What is needed: Below are records; how many of their lines contain "offset"? Answer with only the number.

Source records:
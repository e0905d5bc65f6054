pub mod serve;

pub use serve::ServeCommand;
//! The expand tree as compiled: one [`Branch`] per entity set in the query,
//! numbered depth-first in the order their columns appear in a result row.

use crate::entity_type::EntityType;
use crate::error::{QueryError, Result};
use crate::odata::{Filter, QueryOptions, SortOrder};
use crate::registry::{FieldDef, FieldKind, Navigation, Registry, IDENTITY_SUFFIX};
use crate::value::ColumnKind;

#[derive(Debug, Clone)]
pub struct Branch {
    /// Depth-first position; the root is 0
    pub index: usize,
    pub parent: Option<usize>,
    pub entity_type: EntityType,
    /// Navigation on the parent that produced this branch
    pub navigation: Option<Navigation>,
    pub table: &'static str,
    /// SQL alias: the table name for the root, `<prefix>_<table>` otherwise
    pub alias: String,
    /// Selected non-identity fields, in output order
    pub fields: Vec<FieldDef>,
    /// `$select` was given, so navigation links are limited to `selected_navigations`
    pub explicit_select: bool,
    pub selected_navigations: Vec<&'static str>,
    pub filter: Option<Filter>,
    pub order_by: Vec<(FieldDef, SortOrder)>,
    pub limit: u64,
    pub offset: u64,
}

impl Branch {
    /// Result column name for one of this branch's columns.
    pub fn column_alias(&self, column: &str) -> String {
        format!("{}_{}", self.alias, column)
    }

    pub fn identity_alias(&self) -> String {
        format!("{}{}", self.alias, IDENTITY_SUFFIX)
    }

    pub fn is_root(&self) -> bool {
        self.parent.is_none()
    }

    pub fn shows_navigation(&self, name: &str) -> bool {
        !self.explicit_select || self.selected_navigations.iter().any(|n| *n == name)
    }
}

/// A column of the compiled result row.
#[derive(Debug, Clone, PartialEq)]
pub struct OutputColumn {
    pub name: String,
    pub kind: ColumnKind,
    pub branch: usize,
}

#[derive(Debug, Clone)]
pub struct BranchTree {
    branches: Vec<Branch>,
    ref_only: bool,
}

impl BranchTree {
    /// Resolves `options` against the registry, starting at `root`.
    ///
    /// Unknown fields and navigations are reported against the option naming them.
    pub fn build(
        registry: &Registry,
        root: EntityType,
        options: &QueryOptions,
        max_top: u64,
    ) -> Result<Self> {
        let mut tree = BranchTree {
            branches: Vec::new(),
            ref_only: options.ref_only,
        };
        tree.add(registry, None, root, options, max_top)?;
        Ok(tree)
    }

    fn add(
        &mut self,
        registry: &Registry,
        parent: Option<(usize, Navigation)>,
        entity_type: EntityType,
        options: &QueryOptions,
        max_top: u64,
    ) -> Result<()> {
        let index = self.branches.len();
        let table = registry.table_alias(entity_type);
        let alias = if index == 0 {
            table.to_string()
        } else {
            format!("{}_{}", branch_prefix(index), table)
        };

        let mut fields = Vec::new();
        let mut selected_navigations = Vec::new();
        let explicit_select = self.ref_only || !options.select.is_empty();
        if !self.ref_only {
            if options.select.is_empty() {
                fields.extend_from_slice(registry.fields(entity_type));
            }
            for name in &options.select {
                if let Some(field) = registry.column_of(entity_type, name) {
                    if !field.is_identity() && !fields.contains(&field) {
                        fields.push(field);
                    }
                } else if let Some(nav) = registry.navigation(entity_type, name) {
                    selected_navigations.push(nav.name);
                } else {
                    return Err(QueryError::invalid_option(
                        "$select",
                        name.as_str(),
                        format!("no such field on {}", entity_type),
                    ));
                }
            }
        }

        let mut order_by = Vec::with_capacity(options.order_by.len());
        for item in &options.order_by {
            let field = registry
                .column_of(entity_type, &item.field)
                .filter(|f| !matches!(f.kind, FieldKind::Geometry))
                .ok_or_else(|| {
                    QueryError::invalid_option(
                        "$orderby",
                        item.field.as_str(),
                        format!("no sortable field on {}", entity_type),
                    )
                })?;
            order_by.push((field, item.order));
        }

        self.branches.push(Branch {
            index,
            parent: parent.map(|(p, _)| p),
            entity_type,
            navigation: parent.map(|(_, nav)| nav),
            table,
            alias,
            fields,
            explicit_select,
            selected_navigations,
            filter: options.filter.clone(),
            order_by,
            limit: options.limit(max_top),
            offset: options.offset(),
        });

        if self.ref_only {
            return Ok(());
        }

        for item in &options.expand {
            let nav = registry
                .navigation(entity_type, &item.navigation)
                .copied()
                .ok_or_else(|| {
                    QueryError::invalid_option(
                        "$expand",
                        item.navigation.as_str(),
                        format!("no such navigation on {}", entity_type),
                    )
                })?;
            self.add(registry, Some((index, nav)), nav.target, &item.options, max_top)?;
        }

        Ok(())
    }

    pub fn root(&self) -> &Branch {
        // `build` always pushes the root first
        &self.branches[0]
    }

    pub fn branches(&self) -> &[Branch] {
        &self.branches
    }

    pub fn get(&self, index: usize) -> Option<&Branch> {
        self.branches.get(index)
    }

    pub fn len(&self) -> usize {
        self.branches.len()
    }

    pub fn is_empty(&self) -> bool {
        self.branches.is_empty()
    }

    pub fn is_ref_only(&self) -> bool {
        self.ref_only
    }

    pub fn children(&self, index: usize) -> impl Iterator<Item = &Branch> {
        self.branches
            .iter()
            .filter(move |b| b.parent == Some(index))
    }

    /// Result columns in emission order: each branch's identity first, then its fields.
    pub fn columns(&self) -> Vec<OutputColumn> {
        let mut columns = Vec::new();
        for branch in &self.branches {
            columns.push(OutputColumn {
                name: branch.identity_alias(),
                kind: ColumnKind::Integer,
                branch: branch.index,
            });
            for field in &branch.fields {
                columns.push(OutputColumn {
                    name: branch.column_alias(field.column),
                    kind: field.kind.column_kind(),
                    branch: branch.index,
                });
            }
        }
        columns
    }
}

/// Alias prefix for branch `index` (1-based): A..Z, AA..AZ, BA...
pub fn branch_prefix(index: usize) -> String {
    let mut n = index;
    let mut prefix = Vec::new();
    while n > 0 {
        n -= 1;
        prefix.push(b'A' + (n % 26) as u8);
        n /= 26;
    }
    prefix.reverse();
    String::from_utf8_lossy(&prefix).into_owned()
}
fn sensorthings_entities() -> Vec<EntityDef> {
    use EntityType::*;

    let encoding = FieldKind::Code(&ENCODING_TYPES);
    vec![
        EntityDef {
            entity_type: Thing,
            table: "thing",
            fields: vec![
                FieldDef::column("name", "name", FieldKind::Text),
                FieldDef::column("description", "description", FieldKind::Text),
                FieldDef::column("properties", "properties", FieldKind::Json),
            ],
            foreign_keys: vec![],
            navigations: vec![
                Navigation::many("Locations", Location),
                Navigation::many("HistoricalLocations", HistoricalLocation),
                Navigation::many("Datastreams", Datastream),
            ],
        },
        EntityDef {
            entity_type: Location,
            table: "location",
            fields: vec![
                FieldDef::column("name", "name", FieldKind::Text),
                FieldDef::column("description", "description", FieldKind::Text),
                FieldDef::column("encodingType", "encodingtype", encoding),
                FieldDef::geometry("location", "location"),
            ],
            foreign_keys: vec![],
            navigations: vec![
                Navigation::many("Things", Thing),
                Navigation::many("HistoricalLocations", HistoricalLocation),
            ],
        },
        EntityDef {
            entity_type: HistoricalLocation,
            table: "historicallocation",
            fields: vec![FieldDef {
                name: "time",
                column: "time",
                expr: ColumnExpr::Timestamp,
                kind: FieldKind::Timestamp,
            }],
            foreign_keys: vec!["thing_id"],
            navigations: vec![
                Navigation::many("Locations", Location),
                Navigation::one("Thing", Thing),
            ],
        },
        EntityDef {
            entity_type: Sensor,
            table: "sensor",
            fields: vec![
                FieldDef::column("name", "name", FieldKind::Text),
                FieldDef::column("description", "description", FieldKind::Text),
                FieldDef::column("encodingType", "encodingtype", encoding),
                FieldDef::column("metadata", "metadata", FieldKind::Text),
            ],
            foreign_keys: vec![],
            navigations: vec![Navigation::many("Datastreams", Datastream)],
        },
        EntityDef {
            entity_type: ObservedProperty,
            table: "observedproperty",
            fields: vec![
                FieldDef::column("name", "name", FieldKind::Text),
                FieldDef::column("definition", "definition", FieldKind::Text),
                FieldDef::column("description", "description", FieldKind::Text),
            ],
            foreign_keys: vec![],
            navigations: vec![Navigation::many("Datastreams", Datastream)],
        },
        EntityDef {
            entity_type: Datastream,
            table: "datastream",
            fields: vec![
                FieldDef::column("name", "name", FieldKind::Text),
                FieldDef::column("description", "description", FieldKind::Text),
                FieldDef::column("unitOfMeasurement", "unitofmeasurement", FieldKind::Json),
                FieldDef::column(
                    "observationType",
                    "observationtype",
                    FieldKind::Code(&OBSERVATION_TYPES),
                ),
                FieldDef {
                    name: "observedArea",
                    column: "observedarea",
                    expr: ColumnExpr::Template(OBSERVED_AREA),
                    kind: FieldKind::Geometry,
                },
                FieldDef::column("phenomenonTime", "phenomenontime", FieldKind::Text),
                FieldDef::column("resultTime", "resulttime", FieldKind::Text),
            ],
            foreign_keys: vec!["thing_id", "sensor_id", "observedproperty_id"],
            navigations: vec![
                Navigation::one("Thing", Thing),
                Navigation::one("Sensor", Sensor),
                Navigation::one("ObservedProperty", ObservedProperty),
                Navigation::many("Observations", Observation),
            ],
        },
        EntityDef {
            entity_type: Observation,
            table: "observation",
            fields: vec![
                FieldDef::data_key("phenomenonTime", "phenomenontime"),
                FieldDef::data_key("resultTime", "resulttime"),
                FieldDef::data_key("result", "result"),
                FieldDef::data_key("validTime", "validtime"),
                FieldDef::data_key("resultQuality", "resultquality"),
                FieldDef::data_key("parameters", "parameters"),
            ],
            foreign_keys: vec!["stream_id", "featureofinterest_id"],
            navigations: vec![
                Navigation::one("Datastream", Datastream),
                Navigation::one("FeatureOfInterest", FeatureOfInterest),
            ],
        },
        EntityDef {
            entity_type: FeatureOfInterest,
            table: "featureofinterest",
            fields: vec![
                FieldDef::column("name", "name", FieldKind::Text),
                FieldDef::column("description", "description", FieldKind::Text),
                FieldDef::column("encodingType", "encodingtype", encoding),
                FieldDef::geometry("feature", "feature"),
            ],
            foreign_keys: vec![],
            navigations: vec![Navigation::many("Observations", Observation)],
        },
    ]
}

fn sensorthings_relations() -> Vec<(EntityType, EntityType, Relation)> {
    use EntityType::*;

    let column = |target_column, source_column| Relation::Column {
        target_column,
        source_column,
    };
    let thing_location = |target_key, source_key| Relation::Link {
        table: "thing_to_location",
        target_key,
        source_key,
    };
    let location_history = |target_key, source_key| Relation::Link {
        table: "location_to_historicallocation",
        target_key,
        source_key,
    };

    vec![
        // thing by ...
        (Thing, Datastream, column("id", "thing_id")),
        (Thing, HistoricalLocation, column("id", "thing_id")),
        (Thing, Location, thing_location("thing_id", "location_id")),
        // location by ...
        (Location, Thing, thing_location("location_id", "thing_id")),
        (
            Location,
            HistoricalLocation,
            location_history("location_id", "historicallocation_id"),
        ),
        // historical location by ...
        (HistoricalLocation, Thing, column("thing_id", "id")),
        (
            HistoricalLocation,
            Location,
            location_history("historicallocation_id", "location_id"),
        ),
        // sensor / observed property by ...
        (Sensor, Datastream, column("id", "sensor_id")),
        (ObservedProperty, Datastream, column("id", "observedproperty_id")),
        // datastream by ...
        (Datastream, Thing, column("thing_id", "id")),
        (Datastream, Sensor, column("sensor_id", "id")),
        (Datastream, ObservedProperty, column("observedproperty_id", "id")),
        (Datastream, Observation, column("id", "stream_id")),
        // observation by ...
        (Observation, Datastream, column("stream_id", "id")),
        (Observation, FeatureOfInterest, column("featureofinterest_id", "id")),
        // feature of interest by ...
        (FeatureOfInterest, Observation, column("id", "featureofinterest_id")),
    ]
}
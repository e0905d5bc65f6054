//! Database migrations for the SensorThings schema.
//!
//! Tables are created in the connection's current `search_path`, so a store
//! configured with a schema runs the migrator on a connection whose search
//! path starts with that schema.

pub use sea_orm_migration::prelude::*;

mod migration;
pub use migration::Migrator;
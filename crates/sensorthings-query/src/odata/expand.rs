use super::{QueryOptions, EXPAND_OPTIONS};
use crate::error::{QueryError, Result};

/// One `$expand` branch: a navigation name plus the options applied to it.
#[derive(Debug, Clone, PartialEq)]
pub struct ExpandItem {
    pub navigation: String,
    pub options: QueryOptions,
}

impl ExpandItem {
    pub fn new(navigation: impl Into<String>) -> Self {
        ExpandItem {
            navigation: navigation.into(),
            options: QueryOptions::default(),
        }
    }
}

/// Deepest accepted expand chain, counting `Nav(...)` levels and `/` path segments alike.
pub const MAX_EXPAND_DEPTH: usize = 16;

fn expand_error(value: &str, reason: impl Into<String>) -> QueryError {
    QueryError::invalid_option("$expand", value, reason)
}

/// Parses `Nav1($top=1;$expand=Nav2),Nav3/Nav4` found `depth` levels down.
pub(super) fn parse_expand(value: &str, depth: usize) -> Result<Vec<ExpandItem>> {
    let mut items = Vec::new();

    for item in split_top_level(value, ',').map_err(|reason| expand_error(value, reason))? {
        let item = item.trim();
        let (path, inner) = match item.find('(') {
            Some(open) => {
                let inner = item[open + 1..]
                    .strip_suffix(')')
                    .ok_or_else(|| expand_error(value, format!("unbalanced '{}'", item)))?;
                (&item[..open], Some(inner))
            }
            None => (item, None),
        };

        let segments: Vec<&str> = path.split('/').map(str::trim).collect();
        if segments.iter().any(|s| s.is_empty()) {
            return Err(expand_error(value, "empty navigation name"));
        }
        let item_depth = depth + segments.len();
        if item_depth > MAX_EXPAND_DEPTH {
            return Err(expand_error(
                value,
                format!("nesting deeper than {} levels", MAX_EXPAND_DEPTH),
            ));
        }

        let options = match inner {
            Some(inner) => parse_nested_options(value, inner, item_depth)?,
            None => QueryOptions::default(),
        };
        insert(&mut items, &segments, options);
    }

    Ok(items)
}

fn parse_nested_options(value: &str, inner: &str, depth: usize) -> Result<QueryOptions> {
    let parts = split_top_level(inner, ';').map_err(|reason| expand_error(value, reason))?;
    let mut pairs = Vec::with_capacity(parts.len());
    for part in parts {
        let part = part.trim();
        if part.is_empty() {
            continue;
        }
        let (name, raw) = part
            .split_once('=')
            .ok_or_else(|| expand_error(value, format!("expected option=value, found '{}'", part)))?;
        let name = name.trim();
        if name.eq_ignore_ascii_case("$count") {
            return Err(QueryError::invalid_option(
                "$count",
                raw.trim(),
                "not supported inside $expand",
            ));
        }
        pairs.push((name, raw.trim()));
    }
    QueryOptions::parse_with(pairs, EXPAND_OPTIONS, depth)
}

/// Adds a path to the tree, reusing items that already name the same navigation.
fn insert(items: &mut Vec<ExpandItem>, path: &[&str], options: QueryOptions) {
    let Some((head, rest)) = path.split_first() else {
        return;
    };

    let index = match items
        .iter()
        .position(|i| i.navigation.eq_ignore_ascii_case(head))
    {
        Some(index) => index,
        None => {
            items.push(ExpandItem::new(*head));
            items.len() - 1
        }
    };
    let item = &mut items[index];

    if rest.is_empty() {
        let existing = std::mem::take(&mut item.options.expand);
        item.options = options;
        for child in existing {
            let navigation = child.navigation.clone();
            if !item
                .options
                .expand
                .iter()
                .any(|i| i.navigation.eq_ignore_ascii_case(&navigation))
            {
                item.options.expand.push(child);
            }
        }
    } else {
        insert(&mut item.options.expand, rest, options);
    }
}

/// Splits on `separator` outside parentheses and quotes.
fn split_top_level(input: &str, separator: char) -> std::result::Result<Vec<&str>, String> {
    let mut parts = Vec::new();
    let mut depth = 0usize;
    let mut quoted = false;
    let mut start = 0;

    for (i, c) in input.char_indices() {
        match c {
            '\'' => quoted = !quoted,
            '(' if !quoted => depth += 1,
            ')' if !quoted => {
                depth = depth
                    .checked_sub(1)
                    .ok_or_else(|| "unbalanced ')'".to_string())?;
            }
            c if c == separator && depth == 0 && !quoted => {
                parts.push(&input[start..i]);
                start = i + c.len_utf8();
            }
            _ => {}
        }
    }

    if depth != 0 || quoted {
        return Err("unbalanced parentheses or quotes".to_string());
    }
    parts.push(&input[start..]);
    Ok(parts)
}

#[cfg(test)]
mod tests {
    use super::*;

    fn parse_expand_top(value: &str) -> Result<Vec<ExpandItem>> {
        parse_expand(value, 0)
    }

    #[test]
    fn test_simple_list() {
        let items = parse_expand_top("Datastreams,Locations").unwrap();
        assert_eq!(
            items,
            vec![ExpandItem::new("Datastreams"), ExpandItem::new("Locations")]
        );
    }

    #[test]
    fn test_nested_options() {
        let items =
            parse_expand_top("Datastreams($select=name;$top=2;$expand=Observations($top=1))").unwrap();
        assert_eq!(items.len(), 1);
        let ds = &items[0];
        assert_eq!(ds.navigation, "Datastreams");
        assert_eq!(ds.options.select, vec!["name"]);
        assert_eq!(ds.options.top, Some(2));
        assert_eq!(ds.options.expand.len(), 1);
        assert_eq!(ds.options.expand[0].navigation, "Observations");
        assert_eq!(ds.options.expand[0].options.top, Some(1));
    }

    #[test]
    fn test_filter_with_separators_inside_quotes() {
        let items = parse_expand_top("Datastreams($filter=name eq 'a;b,c(d')").unwrap();
        let filter = items[0].options.filter.as_ref().unwrap();
        assert_eq!(filter.raw, "name eq 'a;b,c(d'");
    }

    #[test]
    fn test_paths_merge() {
        let items =
            parse_expand_top("Datastreams/Observations,Datastreams($top=3),Datastreams/Sensor").unwrap();
        assert_eq!(items.len(), 1);
        let ds = &items[0];
        assert_eq!(ds.options.top, Some(3));
        let nested: Vec<_> = ds
            .options
            .expand
            .iter()
            .map(|i| i.navigation.as_str())
            .collect();
        assert_eq!(nested, vec!["Observations", "Sensor"]);
    }

    #[test]
    fn test_nested_unknown_option_not_implemented() {
        let err = parse_expand_top("Datastreams($bogus=1)").unwrap_err();
        assert!(matches!(err, QueryError::NotImplemented { .. }));

        let err = parse_expand_top("Datastreams($ref=true)").unwrap_err();
        assert!(matches!(err, QueryError::NotImplemented { .. }));
    }

    #[test]
    fn test_malformed() {
        for raw in ["Datastreams(", "Datastreams)", "Datastreams($top)", "/Observations", ""] {
            let err = parse_expand_top(raw).unwrap_err();
            assert!(
                matches!(err, QueryError::InvalidOption { .. }),
                "{:?} -> {:?}",
                raw,
                err
            );
        }
    }

    #[test]
    fn test_count_inside_expand_is_rejected() {
        let err = parse_expand_top("Datastreams($count=true)").unwrap_err();
        match err {
            QueryError::InvalidOption { option, reason, .. } => {
                assert_eq!(option, "$count");
                assert!(reason.contains("$expand"));
            }
            other => panic!("unexpected: {:?}", other),
        }
    }

    #[test]
    fn test_expand_depth_is_bounded() {
        let within = vec!["Datastreams"; MAX_EXPAND_DEPTH].join("/");
        assert!(parse_expand_top(&within).is_ok());

        let path = vec!["Datastreams"; MAX_EXPAND_DEPTH + 1].join("/");
        assert!(matches!(
            parse_expand_top(&path).unwrap_err(),
            QueryError::InvalidOption { .. }
        ));

        // mixed nesting and paths count together
        let mixed = format!(
            "{}Observations{}",
            "Datastreams/Thing($expand=".repeat(MAX_EXPAND_DEPTH / 2),
            ")".repeat(MAX_EXPAND_DEPTH / 2)
        );
        assert!(parse_expand_top(&mixed).is_err());
    }

    #[test]
    fn test_deep_nesting_does_not_overflow() {
        let raw = format!(
            "{}Observations{}",
            "Datastreams($expand=".repeat(20_000),
            ")".repeat(20_000)
        );
        let result = std::thread::Builder::new()
            .stack_size(2 << 20)
            .spawn(move || parse_expand_top(&raw).map(|_| ()))
            .unwrap()
            .join()
            .unwrap();
        match result.unwrap_err() {
            QueryError::InvalidOption { option, reason, .. } => {
                assert_eq!(option, "$expand");
                assert!(reason.contains("nesting"), "{}", reason);
            }
            other => panic!("unexpected: {:?}", other),
        }
    }
}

Answer to this exercise: 2